== Data supplied ==

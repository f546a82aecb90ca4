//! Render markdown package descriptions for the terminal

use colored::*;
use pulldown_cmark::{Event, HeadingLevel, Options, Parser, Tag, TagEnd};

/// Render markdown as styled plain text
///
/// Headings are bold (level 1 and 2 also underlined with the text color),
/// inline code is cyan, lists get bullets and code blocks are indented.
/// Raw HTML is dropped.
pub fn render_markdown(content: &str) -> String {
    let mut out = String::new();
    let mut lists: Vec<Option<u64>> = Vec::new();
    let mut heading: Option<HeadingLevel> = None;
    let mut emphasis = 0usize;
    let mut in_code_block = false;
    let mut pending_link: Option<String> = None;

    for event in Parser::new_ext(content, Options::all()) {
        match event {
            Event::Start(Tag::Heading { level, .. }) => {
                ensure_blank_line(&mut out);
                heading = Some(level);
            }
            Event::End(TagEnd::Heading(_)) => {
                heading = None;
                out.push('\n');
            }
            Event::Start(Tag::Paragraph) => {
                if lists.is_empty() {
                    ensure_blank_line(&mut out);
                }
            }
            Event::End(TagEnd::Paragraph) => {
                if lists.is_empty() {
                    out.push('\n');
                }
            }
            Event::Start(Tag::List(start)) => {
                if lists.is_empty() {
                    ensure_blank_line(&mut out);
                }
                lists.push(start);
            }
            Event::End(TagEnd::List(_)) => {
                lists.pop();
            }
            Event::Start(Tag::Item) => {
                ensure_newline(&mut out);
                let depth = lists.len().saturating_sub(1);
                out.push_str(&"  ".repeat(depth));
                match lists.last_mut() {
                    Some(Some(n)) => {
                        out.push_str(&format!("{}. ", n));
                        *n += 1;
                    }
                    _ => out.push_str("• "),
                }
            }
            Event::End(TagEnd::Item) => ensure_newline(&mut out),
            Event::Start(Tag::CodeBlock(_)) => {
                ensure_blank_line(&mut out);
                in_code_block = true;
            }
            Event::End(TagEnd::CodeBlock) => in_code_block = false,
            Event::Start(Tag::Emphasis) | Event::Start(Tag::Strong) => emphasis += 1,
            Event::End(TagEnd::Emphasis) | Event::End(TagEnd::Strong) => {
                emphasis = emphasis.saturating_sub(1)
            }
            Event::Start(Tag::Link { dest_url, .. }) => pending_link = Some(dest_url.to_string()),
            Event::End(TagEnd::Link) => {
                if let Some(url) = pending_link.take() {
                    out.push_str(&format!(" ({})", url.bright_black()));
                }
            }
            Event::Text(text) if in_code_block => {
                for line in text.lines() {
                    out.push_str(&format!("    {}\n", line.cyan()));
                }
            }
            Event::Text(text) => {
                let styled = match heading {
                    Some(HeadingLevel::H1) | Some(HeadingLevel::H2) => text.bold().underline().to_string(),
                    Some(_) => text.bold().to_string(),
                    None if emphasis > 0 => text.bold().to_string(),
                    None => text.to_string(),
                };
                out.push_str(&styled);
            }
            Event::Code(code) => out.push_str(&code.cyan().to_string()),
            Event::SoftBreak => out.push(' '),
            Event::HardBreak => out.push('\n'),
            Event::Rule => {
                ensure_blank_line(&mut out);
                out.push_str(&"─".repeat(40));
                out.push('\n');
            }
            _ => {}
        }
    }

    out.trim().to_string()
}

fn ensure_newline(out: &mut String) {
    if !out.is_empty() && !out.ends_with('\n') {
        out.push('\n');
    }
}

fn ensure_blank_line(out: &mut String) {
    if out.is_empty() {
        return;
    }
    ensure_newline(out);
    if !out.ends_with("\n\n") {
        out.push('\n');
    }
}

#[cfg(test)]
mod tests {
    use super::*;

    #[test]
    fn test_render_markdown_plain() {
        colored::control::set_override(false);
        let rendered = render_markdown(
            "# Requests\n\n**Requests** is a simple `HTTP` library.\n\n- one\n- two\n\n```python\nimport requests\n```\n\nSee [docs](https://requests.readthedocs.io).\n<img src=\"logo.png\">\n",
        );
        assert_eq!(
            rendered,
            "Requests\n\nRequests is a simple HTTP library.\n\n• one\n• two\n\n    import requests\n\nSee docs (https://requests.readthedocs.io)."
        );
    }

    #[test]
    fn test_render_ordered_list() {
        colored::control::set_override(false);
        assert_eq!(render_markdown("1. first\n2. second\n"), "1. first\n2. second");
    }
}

===

### Work instructions
Start to finish, copy the material out exactly.

### Answer box
repository f546a82aecb90ca4
//! Render markdown package descriptions for the terminal

use colored::*;
use pulldown_cmark::{Event, HeadingLevel, Options, Parser, Tag, TagEnd};

/// Render markdown as styled plain text
///
/// Headings are bold (level 1 and 2 also underlined with the text color),
/// inline code is cyan, lists get bullets and code blocks are indented.
/// Raw HTML is dropped.
pub fn render_markdown(content: &str) -> String {
    let mut out = String::new();
    let mut lists: Vec<Option<u64>> = Vec::new();
    let mut heading: Option<HeadingLevel> = None;
    let mut emphasis = 0usize;
    let mut in_code_block = false;
    let mut pending_link: Option<String> = None;

    for event in Parser::new_ext(content, Options::all()) {
        match event {
            Event::Start(Tag::Heading { level, .. }) => {
                ensure_blank_line(&mut out);
                heading = Some(level);
            }
            Event::End(TagEnd::Heading(_)) => {
                heading = None;
                out.push('\n');
            }
            Event::Start(Tag::Paragraph) => {
                if lists.is_empty() {
                    ensure_blank_line(&mut out);
                }
            }
            Event::End(TagEnd::Paragraph) => {
                if lists.is_empty() {
                    out.push('\n');
                }
            }
            Event::Start(Tag::List(start)) => {
                if lists.is_empty() {
                    ensure_blank_line(&mut out);
                }
                lists.push(start);
            }
            Event::End(TagEnd::List(_)) => {
                lists.pop();
            }
            Event::Start(Tag::Item) => {
                ensure_newline(&mut out);
                let depth = lists.len().saturating_sub(1);
                out.push_str(&"  ".repeat(depth));
                match lists.last_mut() {
                    Some(Some(n)) => {
                        out.push_str(&format!("{}. ", n));
                        *n += 1;
                    }
                    _ => out.push_str("• "),
                }
            }
            Event::End(TagEnd::Item) => ensure_newline(&mut out),
            Event::Start(Tag::CodeBlock(_)) => {
                ensure_blank_line(&mut out);
                in_code_block = true;
            }
            Event::End(TagEnd::CodeBlock) => in_code_block = false,
            Event::Start(Tag::Emphasis) | Event::Start(Tag::Strong) => emphasis += 1,
            Event::End(TagEnd::Emphasis) | Event::End(TagEnd::Strong) => {
                emphasis = emphasis.saturating_sub(1)
            }
            Event::Start(Tag::Link { dest_url, .. }) => pending_link = Some(dest_url.to_string()),
            Event::End(TagEnd::Link) => {
                if let Some(url) = pending_link.take() {
                    out.push_str(&format!(" ({})", url.bright_black()));
                }
            }
            Event::Text(text) if in_code_block => {
                for line in text.lines() {
                    out.push_str(&format!("    {}\n", line.cyan()));
                }
            }
            Event::Text(text) => {
                let styled = match heading {
                    Some(HeadingLevel::H1) | Some(HeadingLevel::H2) => text.bold().underline().to_string(),
                    Some(_) => text.bold().to_string(),
                    None if emphasis > 0 => text.bold().to_string(),
                    None => text.to_string(),
                };
                out.push_str(&styled);
            }
            Event::Code(code) => out.push_str(&code.cyan().to_string()),
            Event::SoftBreak => out.push(' '),
            Event::HardBreak => out.push('\n'),
            Event::Rule => {
                ensure_blank_line(&mut out);
                out.push_str(&"─".repeat(40));
                out.push('\n');
            }
            _ => {}
        }
    }

    out.trim().to_string()
}

fn ensure_newline(out: &mut String) {
    if !out.is_empty() && !out.ends_with('\n') {
        out.push('\n');
    }
}

fn ensure_blank_line(out: &mut String) {
    if out.is_empty() {
        return;
    }
    ensure_newline(out);
    if !out.ends_with("\n\n") {
        out.push('\n');
    }
}

#[cfg(test)]
mod tests {
    use super::*;

    #[test]
    fn test_render_markdown_plain() {
        colored::control::set_override(false);
        let rendered = render_markdown(
            "# Requests\n\n**Requests** is a simple `HTTP` library.\n\n- one\n- two\n\n```python\nimport requests\n```\n\nSee [docs](https://requests.readthedocs.io).\n<img src=\"logo.png\">\n",
        );
        assert_eq!(
            rendered,
            "Requests\n\nRequests is a simple HTTP library.\n\n• one\n• two\n\n    import requests\n\nSee docs (https://requests.readthedocs.io)."
        );
    }

    #[test]
    fn test_render_ordered_list() {
        colored::control::set_override(false);
        assert_eq!(render_markdown("1. first\n2. second\n"), "1. first\n2. second");
    }
}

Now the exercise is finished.